Transcribe the entries exactly as each line appears.

*** Input for this task ***

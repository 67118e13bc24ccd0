//! # Prefixed Identifiers
//!
//! Role-tagged renderings of a content digest. The prefix is cosmetic and
//! not part of the digest: `cap_<hex>` for capsules, `pc_<hex>` for
//! policy/consent-class hashes. Distinct newtypes keep the two roles from
//! being passed for one another.

use serde::{Deserialize, Serialize};

use crate::digest::{is_lower_hex, ContentDigest};

macro_rules! prefixed_id {
    ($(#[$meta:meta])* $name:ident, $prefix:literal) => {
        $(#[$meta])*
        #[derive(Debug, Clone, PartialEq, Eq, PartialOrd, Ord, Hash, Serialize, Deserialize)]
        #[serde(transparent)]
        pub struct $name(String);

        impl $name {
            /// Identifier prefix for this role.
            pub const PREFIX: &'static str = $prefix;

            /// Render a digest under this role.
            pub fn from_digest(digest: &ContentDigest) -> Self {
                Self(format!("{}{}", Self::PREFIX, digest.to_hex()))
            }

            /// Accept an existing identifier string if it carries this role's
            /// prefix followed by lowercase hex.
            pub fn parse(s: &str) -> Option<Self> {
                let hex = s.strip_prefix(Self::PREFIX)?;
                is_lower_hex(hex).then(|| Self(s.to_string()))
            }

            /// The full prefixed identifier.
            pub fn as_str(&self) -> &str {
                &self.0
            }

            /// The hex digest without the prefix.
            pub fn hex(&self) -> &str {
                &self.0[Self::PREFIX.len()..]
            }
        }

        impl std::fmt::Display for $name {
            fn fmt(&self, f: &mut std::fmt::Formatter<'_>) -> std::fmt::Result {
                f.write_str(&self.0)
            }
        }

        impl AsRef<str> for $name {
            fn as_ref(&self) -> &str {
                &self.0
            }
        }
    };
}

prefixed_id!(
    /// Identifier of a capsule: `cap_<hex>`.
    CapsuleHash,
    "cap_"
);

prefixed_id!(
    /// Identifier of a policy or consent class: `pc_<hex>`.
    PolicyHash,
    "pc_"
);

#[cfg(test)]
mod tests {
    use super::*;
    use crate::digest::DigestAlgorithm;

    fn digest() -> ContentDigest {
        ContentDigest::new(DigestAlgorithm::Blake3, vec![0xde, 0xad, 0xbe, 0xef])
    }

    #[test]
    fn test_prefixes() {
        assert_eq!(CapsuleHash::from_digest(&digest()).as_str(), "cap_deadbeef");
        assert_eq!(PolicyHash::from_digest(&digest()).as_str(), "pc_deadbeef");
    }

    #[test]
    fn test_hex_strips_prefix() {
        assert_eq!(CapsuleHash::from_digest(&digest()).hex(), "deadbeef");
    }

    #[test]
    fn test_parse() {
        assert!(CapsuleHash::parse("cap_deadbeef").is_some());
        assert!(CapsuleHash::parse("pc_deadbeef").is_none());
        assert!(CapsuleHash::parse("cap_").is_none());
        assert!(CapsuleHash::parse("cap_DEADBEEF").is_none());
        assert!(PolicyHash::parse("pc_00").is_some());
    }

    #[test]
    fn test_serializes_as_plain_string() {
        let id = CapsuleHash::from_digest(&digest());
        assert_eq!(serde_json::to_value(&id).unwrap(), serde_json::json!("cap_deadbeef"));
    }
}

***

§ **Task answer**
repository 67118e13bc24ccd0
//! # Prefixed Identifiers
//!
//! Role-tagged renderings of a content digest. The prefix is cosmetic and
//! not part of the digest: `cap_<hex>` for capsules, `pc_<hex>` for
//! policy/consent-class hashes. Distinct newtypes keep the two roles from
//! being passed for one another.

use serde::{Deserialize, Serialize};

use crate::digest::{is_lower_hex, ContentDigest};

macro_rules! prefixed_id {
    ($(#[$meta:meta])* $name:ident, $prefix:literal) => {
        $(#[$meta])*
        #[derive(Debug, Clone, PartialEq, Eq, PartialOrd, Ord, Hash, Serialize, Deserialize)]
        #[serde(transparent)]
        pub struct $name(String);

        impl $name {
            /// Identifier prefix for this role.
            pub const PREFIX: &'static str = $prefix;

            /// Render a digest under this role.
            pub fn from_digest(digest: &ContentDigest) -> Self {
                Self(format!("{}{}", Self::PREFIX, digest.to_hex()))
            }

            /// Accept an existing identifier string if it carries this role's
            /// prefix followed by lowercase hex.
            pub fn parse(s: &str) -> Option<Self> {
                let hex = s.strip_prefix(Self::PREFIX)?;
                is_lower_hex(hex).then(|| Self(s.to_string()))
            }

            /// The full prefixed identifier.
            pub fn as_str(&self) -> &str {
                &self.0
            }

            /// The hex digest without the prefix.
            pub fn hex(&self) -> &str {
                &self.0[Self::PREFIX.len()..]
            }
        }

        impl std::fmt::Display for $name {
            fn fmt(&self, f: &mut std::fmt::Formatter<'_>) -> std::fmt::Result {
                f.write_str(&self.0)
            }
        }

        impl AsRef<str> for $name {
            fn as_ref(&self) -> &str {
                &self.0
            }
        }
    };
}

prefixed_id!(
    /// Identifier of a capsule: `cap_<hex>`.
    CapsuleHash,
    "cap_"
);

prefixed_id!(
    /// Identifier of a policy or consent class: `pc_<hex>`.
    PolicyHash,
    "pc_"
);

#[cfg(test)]
mod tests {
    use super::*;
    use crate::digest::DigestAlgorithm;

    fn digest() -> ContentDigest {
        ContentDigest::new(DigestAlgorithm::Blake3, vec![0xde, 0xad, 0xbe, 0xef])
    }

    #[test]
    fn test_prefixes() {
        assert_eq!(CapsuleHash::from_digest(&digest()).as_str(), "cap_deadbeef");
        assert_eq!(PolicyHash::from_digest(&digest()).as_str(), "pc_deadbeef");
    }

    #[test]
    fn test_hex_strips_prefix() {
        assert_eq!(CapsuleHash::from_digest(&digest()).hex(), "deadbeef");
    }

    #[test]
    fn test_parse() {
        assert!(CapsuleHash::parse("cap_deadbeef").is_some());
        assert!(CapsuleHash::parse("pc_deadbeef").is_none());
        assert!(CapsuleHash::parse("cap_").is_none());
        assert!(CapsuleHash::parse("cap_DEADBEEF").is_none());
        assert!(PolicyHash::parse("pc_00").is_some());
    }

    #[test]
    fn test_serializes_as_plain_string() {
        let id = CapsuleHash::from_digest(&digest());
        assert_eq!(serde_json::to_value(&id).unwrap(), serde_json::json!("cap_deadbeef"));
    }
}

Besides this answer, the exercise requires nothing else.